University of Houston Awarded $1.26M NIH Grant to Outsmart Superbugs
UH researchers receive $1.26 million NIH grant for antibiotic-resistance study
University of Houston researchers will use artificial intelligence and quantum sensing methods in an effort to identify bacterial mutations that could lead to antibiotic resistance before they emerge.
Chemistry professors Yuhong Wang and Shoujun Xu received a four-year, $1.26 million grant from the National Institutes of Health to study two bacterial proteins involved in protein synthesis, the university said. The work will focus on elongation factors G and Tu, known as EF-G and EF-Tu, which are essential to ribosome function.
The researchers aim to examine how mutations change the shape and behavior of those proteins, potentially allowing bacteria to evade antibiotic treatments. Their work is intended to support development of treatments for antibiotic-resistant infections such as methicillin-resistant Staphylococcus aureus, or MRSA.
The project combines AlphaFold-based computational screening with laboratory measurements using an atomic magnetometer, a highly sensitive sensor more commonly associated with quantum physics research. The team plans to use the AI tool to model protein forms and screen possible drug compounds, then test selected candidates with its force-spectroscopy methods.
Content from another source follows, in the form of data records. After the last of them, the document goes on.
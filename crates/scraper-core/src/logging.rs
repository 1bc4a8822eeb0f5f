//! tracing 기반 로깅 초기화.
//!
//! 출력 형식:
//! - **pretty**: 개발용 여러 줄 형식
//! - **json**: 로그 수집기용 JSON 형식
//! - **compact**: 배치 실행용 한 줄 형식

use tracing_subscriber::{fmt, layer::SubscriberExt, util::SubscriberInitExt, EnvFilter};

/// 스크래퍼 크레이트들의 로그 타깃.
const SCRAPER_TARGETS: [&str; 3] = ["scraper_core", "scraper_data", "scraper_collector"];

/// 로그 출력 형식.
#[derive(Debug, Clone, Copy, Default, PartialEq, Eq)]
pub enum LogFormat {
    Pretty,
    Json,
    #[default]
    Compact,
}

impl std::str::FromStr for LogFormat {
    type Err = String;

    fn from_str(s: &str) -> Result<Self, Self::Err> {
        match s.to_lowercase().as_str() {
            "pretty" => Ok(Self::Pretty),
            "json" => Ok(Self::Json),
            "compact" => Ok(Self::Compact),
            _ => Err(format!("Unknown log format: {}", s)),
        }
    }
}

/// 로깅 설정.
#[derive(Debug, Clone)]
pub struct LogConfig {
    /// 스크래퍼 크레이트에 적용할 레벨 (trace, debug, info, warn, error)
    pub level: String,
    /// 출력 형식
    pub format: LogFormat,
}

impl Default for LogConfig {
    fn default() -> Self {
        Self {
            level: "info".to_string(),
            format: LogFormat::default(),
        }
    }
}

impl LogConfig {
    pub fn new(level: impl Into<String>) -> Self {
        Self {
            level: level.into(),
            ..Default::default()
        }
    }

    pub fn with_format(mut self, format: LogFormat) -> Self {
        self.format = format;
        self
    }

    /// `RUST_LOG`이 없을 때 사용할 필터 지시문.
    ///
    /// 레벨은 스크래퍼 크레이트에만 적용하고 나머지 의존성은 warn으로 둡니다.
    pub fn directives(&self) -> String {
        let mut directives = vec!["warn".to_string()];
        directives.extend(
            SCRAPER_TARGETS
                .iter()
                .map(|target| format!("{}={}", target, self.level)),
        );
        directives.join(",")
    }
}

/// 주어진 설정으로 전역 subscriber를 설치합니다.
///
/// `RUST_LOG`이 설정되어 있으면 그 값이 우선합니다.
pub fn init_logging(config: &LogConfig) -> Result<(), Box<dyn std::error::Error + Send + Sync>> {
    let env_filter = EnvFilter::try_from_default_env()
        .or_else(|_| EnvFilter::try_new(config.directives()))?;

    let registry = tracing_subscriber::registry().with(env_filter);

    match config.format {
        LogFormat::Pretty => registry.with(fmt::layer().pretty()).try_init()?,
        LogFormat::Json => registry.with(fmt::layer().json()).try_init()?,
        LogFormat::Compact => registry
            .with(fmt::layer().compact().with_target(false))
            .try_init()?,
    }

    tracing::debug!(format = ?config.format, level = %config.level, "로깅 초기화 완료");
    Ok(())
}

#[cfg(test)]
mod tests {
    use super::*;

    #[test]
    fn test_log_format_from_str() {
        assert_eq!("pretty".parse::<LogFormat>().unwrap(), LogFormat::Pretty);
        assert_eq!("JSON".parse::<LogFormat>().unwrap(), LogFormat::Json);
        assert_eq!("compact".parse::<LogFormat>().unwrap(), LogFormat::Compact);
        assert!("xml".parse::<LogFormat>().is_err());
    }

    #[test]
    fn test_directives_scope_level_to_scraper_crates() {
        let config = LogConfig::new("debug");
        assert_eq!(
            config.directives(),
            "warn,scraper_core=debug,scraper_data=debug,scraper_collector=debug"
        );
    }
}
Xu said the laboratory’s approach, called dual force spectroscopy imaging, is designed to test multiple molecular interactions at once. The researchers use magnetic fields and microscopic magnetic beads to measure binding forces and protein movements.
The new award brings Wang and Xu’s NIH support for ribosome-related research to more than $3.5 million over 11 years, according to the university. Earlier work by the group found that a mutation at a protein’s GTP-binding site could trigger a structural change elsewhere in the molecule.
Ultimately, the researchers hope to build software that assesses a bacterial protein sequence for likely mutation hotspots, helping drug developers design inhibitors aimed at anticipated resistant variants.